第9話時計屋と機械
1
先頭を行く、楽しそうに揺れている長い黒髪を見詰めながら、ディーンは尋ねた。
「で、どこに連れて行かれるんだ、俺は」
「んふふ、悪いとこじゃないよ」
「そうか。お前がそう言うのなら、そうなんだろう」
頷いて、着いて行くことに専念する。
昼前になって、ようやく起きたアディに連れられて、今、ディーンはカルカソの街を歩いている。
別に何か用事があった訳ではないし、何か用事を作るような件もなかったのだ。そも、別に自分達の仕事を宣伝してやっているわけではないのだし、自分から探さない限り仕事は入ってこない。
そしてお金に余裕がないこともない。
端的に言って、暇なのだ。
だから誘われたとき、即座に了承を返した。
「聞いてくれないんだ?」
「言わないだろう」
「言っても問題ないんだよ?」
くるりと振り返って、後ろ向きに歩きながら丸い瞳でディーンを見詰めるアディ。
「聞いて欲しいのか、どっちなんだよ」
拗ねるように返す。
「聞いて欲しいんだよ、女の子は」
「そんなものか」
「そんなもんだよ。お兄」
「そうか」
アディが言うのなら、そうなのだろう。
これまで色んな場所を巡ってきて、アディが間違ったことを言ったことなど、殆どない、と記憶している。
幾度か間違えたことはあるにはあるが、それでも女の子について知らない自分にとってはこれが正解なのだろう。
うん、とディーンは頷く。
「で、どこに行きたいんだ?」
「ん、整備の道具とか、パーツとか、探しにね」
ほら、と腰の小さなバッグから幾つかの道具を取り出して見せる。
使い込まれているそれは、どこか錆びていたり、欠けていたりするものばかりだ。
「ね、そろそろ交換しないとお兄の整備も、あの子の整備も大変だよ」
あの子、と言うのは宿に置いてきたバイクのことだろう。
思い浮かべると、確かにそろそろガタが来てそうな雰囲気があったかもしれない。
「そんな店、どうして知ってるんだよ」
「昨日、お兄が部屋にいるとき、お店の人に聞いてたの」
ここは機械の街だ。それ相応に世話になる人もいるだろう。
「結構穴場で、腕のいい人なんだって。

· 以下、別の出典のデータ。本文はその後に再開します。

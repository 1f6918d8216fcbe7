//! Kernel launch protocol.
//!
//! A launch looks up the kernel, completes its binding layout if it was
//! waiting on globals, packs the argument slots into storage and uniform
//! bindings, fetches or builds the pipeline for the requested block shape,
//! then records a single compute pass. The diagnostics buffers are
//! snapshotted in the same submission and read back before returning, so a
//! launch is synchronous from the host's point of view.

use std::borrow::Cow;
use std::collections::{BTreeMap, HashMap};
use std::sync::Arc;

use tracing::{debug, info, warn};

use crate::config::RuntimeConfig;
use crate::device::{Captured, GpuContext};
use crate::diagnostics::{DiagnosticsChannel, PrintfDescriptors};
use crate::error::{Result, RuntimeError};
use crate::globals::{GlobalRegistry, GlobalVariable};
use crate::history::{LaunchHistory, LaunchRecord, STATUS_ABORTED};
use crate::layout::{self, padded_uniform_size, BindingLayout, LayoutPlan, ResourceKind};
use crate::memory::{CopyDst, CopySrc, DeviceMemory, DevicePtr};
use crate::reflection::{
    global_key, initializer_name, ArgKind, KernelDescriptor, KernelId, KernelTable, ABORT_FLAG_GLOBAL,
};
use crate::status::HipError;
use crate::timing::{TimingInstrument, TimingReport};

/// Overridable constants every kernel entry point declares.
pub const WORKGROUP_X: &str = "_cuda_wgx";
pub const WORKGROUP_Y: &str = "_cuda_wgy";
pub const WORKGROUP_Z: &str = "_cuda_wgz";
/// Only declared by kernels using dynamic shared memory.
pub const SHARED_REPEAT: &str = "_cuda_shared";

/// One kernel launch as issued by host code.
#[derive(Debug, Clone, Copy)]
pub struct LaunchRequest<'a> {
    pub kernel: &'a str,
    pub grid: [u32; 3],
    pub block: [u32; 3],
    /// Argument slots indexed by parameter ordinal.
    pub args: &'a [&'a [u8]],
    /// Dynamic shared memory in bytes.
    pub shared_mem: u64,
}

impl<'a> LaunchRequest<'a> {
    pub fn new(kernel: &'a str, grid: [u32; 3], block: [u32; 3], args: &'a [&'a [u8]]) -> Self {
        Self {
            kernel,
            grid,
            block,
            args,
            shared_mem: 0,
        }
    }

    pub fn with_shared_mem(mut self, bytes: u64) -> Self {
        self.shared_mem = bytes;
        self
    }
}

/// Element count of the dynamic shared array, never 0.
pub fn shared_repeat(shared_bytes: u64, elem_size: u32) -> u32 {
    if elem_size == 0 {
        return 1;
    }
    (shared_bytes / u64::from(elem_size)).clamp(1, u64::from(u32::MAX)) as u32
}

ただ、ちょっと変って言うか……」
やっぱそう言う人ってちょっと変なくらいがいいよねー、とアディはよくわからないことを言う。
「そうか」
「ずぅーっと荒野越えてばかりだったし、ここは機械に対して寛容みたいだから、きちんと整備してあげたいのよ」
「なるほど」
「それに、お兄だってそうだよ」
指を突きつけ、膨れ面で近づきながらアディは言う。
「気づいてないの? お兄、身体の中、いっぱい砂が入ってるんだよ?」
突きつけた指で、ディーンの頬を撫でる。
包帯の上から硬い感触と、ざりざりとした砂の感触。
気づいてはいたものの、整備する時間がなかったのだ。そもそもディーンが自分から、整備を頼むことはあんまりない。
だいたいアディが勝手にやってくれるのが常だ。
「それに、」
と一呼吸置いてから、反対の手でディーンの皮膚を触る。
ぼろ、と細かな破片が落ちた。
その下の機械部分の光沢が露出する。
「人工皮膚(スキン)だってもうぼろぼろじゃない」
人工皮膚(スキン)は機械人にとって、重要だ。
露出した機械部分を覆い隠し、人ごみに紛れ、人間として生活する為には欠かせないものだ。
大きな都市にしかなく、量もそう多くない。
そして、それを扱っている店も、そう多くはない。
何せ、普通の人間相手の商売などでは、間違ってもないのだから。
「……もう持たないのか?」
「あきれた。こんなぼろぼろの状態になるまで気づかなかったの?」
やっぱお兄は私がいないとだめだなぁ、とため息を吐いて、アディは笑顔を作る。
「ほら、早く行こっ! 確かこっちだから」
その小さな手に引かれて、ディーンは少し蹴躓くように走らされる。別段、彼女の力が強いわけではない。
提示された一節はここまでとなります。